OPINION:
As a physician, a 24-year Army veteran, and a former director of the Iowa Department of Public Health, I have spent my life caring for patients. In Congress, my mission is just as clear: lower health care costs and expand access to high-quality care for every American.
Health care reform does not have to mean bigger government. In fact, Washington’s habit of layering on mandates, micromanagement and bureaucracy has too often driven costs higher, not lower. A conservative approach starts with a simple principle: empower patients, increase transparency, strengthen competition, and hold middlemen accountable.
Costs remain the top concern I hear from families across Iowa. Premiums, deductibles and out-of-pocket expenses strain household budgets. Small businesses struggle to provide coverage to employees. Seniors on fixed incomes are forced to choose between prescriptions and groceries. We can, and must, do better.
That is why I have continued to lead on the Lower Health Care Premiums for All Americans Act, legislation focused on tackling one of the biggest drivers of rising costs: the lack of competition and transparency in our system. When insurers, hospital systems, or other entities consolidate and operate without meaningful market pressure, patients pay the price. My bill strengthens oversight, promotes competition, and helps ensure that savings are passed along to consumers, not absorbed by bureaucracy.
Another area demanding urgent reform is prescription drug pricing.
Across Iowa, I have met with independent pharmacists who are fighting to survive under a system increasingly dominated by Pharmacy Benefit Managers, or PBMs. These middlemen were originally intended to help negotiate lower drug prices. Instead, in many cases, they have become opaque gatekeepers who determine which medications are covered, how much pharmacies are reimbursed, and how much patients pay at the counter.
I have worked with Jane and John Nicholson, owners of Mahaska Drug, a Main Street Pharmacy in Oskaloosa for years now, and they have shared firsthand how PBM practices threaten the viability of community pharmacies. John and Jane are not faceless bureaucrats. They are trusted local health care providers who know their patients by name. When PBMs reimburse pharmacies below cost or steer patients toward preferred networks, it is Main Street that suffers, and patients ultimately lose access and choice.
That is why I was proud to support and help advance the most consequential PBM reforms in years. These reforms increase transparency, curb abusive practices and begin restoring fairness to a system that too often works against patients and independent pharmacies alike. Conservative reform does not mean abandoning oversight. It means ensuring markets function honestly and competitively.
Lowering health care costs also requires addressing chronic disease, expanding preventative care, and embracing innovation. Early detection technologies, value-based payment models and telehealth expansion all offer pathways to improve outcomes while reducing long-term costs. A healthier population is not only a moral imperative, but also an economic one.
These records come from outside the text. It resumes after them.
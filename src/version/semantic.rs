use std::fmt;
use std::str::FromStr;

use tracing::{debug, warn};

/// Number of dot-separated components in a semantic version
pub const COMPONENT_COUNT: usize = 3;

const ORDINALS: [&str; COMPONENT_COUNT] = ["1st", "2nd", "3rd"];

/// A `major.minor.patch` version with fixed-width numeric components
#[derive(Debug, Clone, Copy, Default, PartialEq, Eq, PartialOrd, Ord, Hash)]
pub struct Version {
    pub major: u32,
    pub minor: u32,
    pub patch: u32,
}

impl Version {
    pub fn new(major: u32, minor: u32, patch: u32) -> Self {
        Self {
            major,
            minor,
            patch,
        }
    }

    pub fn from_components(components: [u32; COMPONENT_COUNT]) -> Self {
        let [major, minor, patch] = components;
        Self::new(major, minor, patch)
    }

    /// Components in `[major, minor, patch]` order
    pub fn components(&self) -> [u32; COMPONENT_COUNT] {
        [self.major, self.minor, self.patch]
    }

    /// Compact form with each component clamped to 255
    pub fn to_bytes(&self) -> [u8; COMPONENT_COUNT] {
        self.components()
            .map(|component| u8::try_from(component).unwrap_or(u8::MAX))
    }

    /// Returns the next patch version. Saturates at `u32::MAX`.
    pub fn bump_patch(&self) -> Self {
        Self {
            patch: self.patch.saturating_add(1),
            ..*self
        }
    }
}

impl fmt::Display for Version {
    fn fmt(&self, f: &mut fmt::Formatter<'_>) -> fmt::Result {
        write!(f, "{}.{}.{}", self.major, self.minor, self.patch)
    }
}

/// Error returned by the strict [`FromStr`] implementation of [`Version`]
#[derive(Debug, Clone, PartialEq, Eq, thiserror::Error)]
#[error("Not a canonical major.minor.patch version: {0}")]
pub struct InvalidVersion(pub String);

impl FromStr for Version {
    type Err = InvalidVersion;

    /// Strict parse: only input that [`parse_version`] accepts without
    /// rewriting is valid.
    fn from_str(s: &str) -> Result<Self, Self::Err> {
        let parsed = parse_version(s);
        if parsed.is_dirty() {
            return Err(InvalidVersion(s.to_string()));
        }
        Ok(parsed.version)
    }
}

/// Result of the lenient version parse
#[derive(Debug, Clone, PartialEq, Eq)]
pub struct ParsedVersion {
    pub version: Version,
    /// Canonical replacement string, present only when the input had to be rewritten
    pub normalized: Option<String>,
}

impl ParsedVersion {
    /// Whether the input differed from its canonical form
    pub fn is_dirty(&self) -> bool {
        self.normalized.is_some()
    }
}

/// Parse a version string into exactly three numeric components.
///
/// Never fails. Missing or unparsable components become 0, and any such
/// fallback (or more than three segments) marks the input dirty so that the
/// caller replaces it with the canonical string in `normalized`.
///
/// Examples:
/// - "1.2.3" -> 1.2.3, clean
/// - "1.2" -> 1.2.0, normalized to "1.2.0"
/// - "1.x.3" -> 1.0.3, normalized to "1.0.3"
/// - "1.2.3.4" -> 1.2.3, normalized to "1.2.3"
pub fn parse_version(input: &str) -> ParsedVersion {
    let segments: Vec<&str> = input.split('.').collect();
    let mut dirty = segments.len() > COMPONENT_COUNT;
    if dirty {
        warn!(
            "Ignoring {} extra version segment(s) in '{}'",
            segments.len() - COMPONENT_COUNT,
            input
        );
    }

    let mut components = [0u32; COMPONENT_COUNT];
    for (index, component) in components.iter_mut().enumerate() {
        let Some(segment) = segments.get(index) else {
            warn!(
                "Version '{}' has no {} element, using 0",
                input, ORDINALS[index]
            );
            dirty = true;
            continue;
        };

        match segment.parse::<u32>() {
            Ok(value) => *component = value,
            Err(_) => {
                warn!(
                    "Version value unacceptable. The {} element ({}) must be parsable as an integer in '{}'",
                    ORDINALS[index], segment, input
                );
                dirty = true;
            }
        }
    }

    let version = Version::from_components(components);
    ParsedVersion {
        version,
        normalized: dirty.then(|| version.to_string()),
    }
}

/// Parse `version` and overwrite it with its canonical form when dirty
pub fn normalize_version(version: &mut String) -> Version {
    let parsed = parse_version(version);
    if let Some(normalized) = parsed.normalized {
        debug!("Normalized version '{}' to '{}'", version, normalized);
        *version = normalized;
    }
    parsed.version
}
We must also ensure that federal health programs are sustainable and focused on those they were designed to serve. That means rooting out fraud, waste, and abuse, strengthening program integrity, and resisting policies that expand bureaucracy without improving care.
There is no single silver bullet in health care. But there is a clear path forward: transparency over secrecy, competition over consolidation, innovation over stagnation and patients over special interests.
Conservatives believe in empowering individuals, not systems. We believe families, doctors and patients, not Washington bureaucrats, should drive health care decisions. And we believe that real reform means delivering measurable relief to the people who pay the bills.
As we look ahead to 2026, my focus remains where it has always been: lowering costs, protecting patient choice, strengthening local providers and ensuring that every American can access quality care without financial ruin.
Health care is personal. It is about peace of mind. It is about dignity. And it is about keeping our promises to the people we serve.
That is the standard I will continue to fight for in Congress.
• Rep. Mariannette Miller-Meeks, M.D., has represented Iowa since 2021. A retired Army officer and ophthalmologist, she is a member of the House Committee on Energy and Commerce, where she sits on the subcommittees on Health, Energy and Environment. She’s also a member of the House Committee on Veterans’ Affairs, where she serves as chairwoman of the Subcommittee on Health.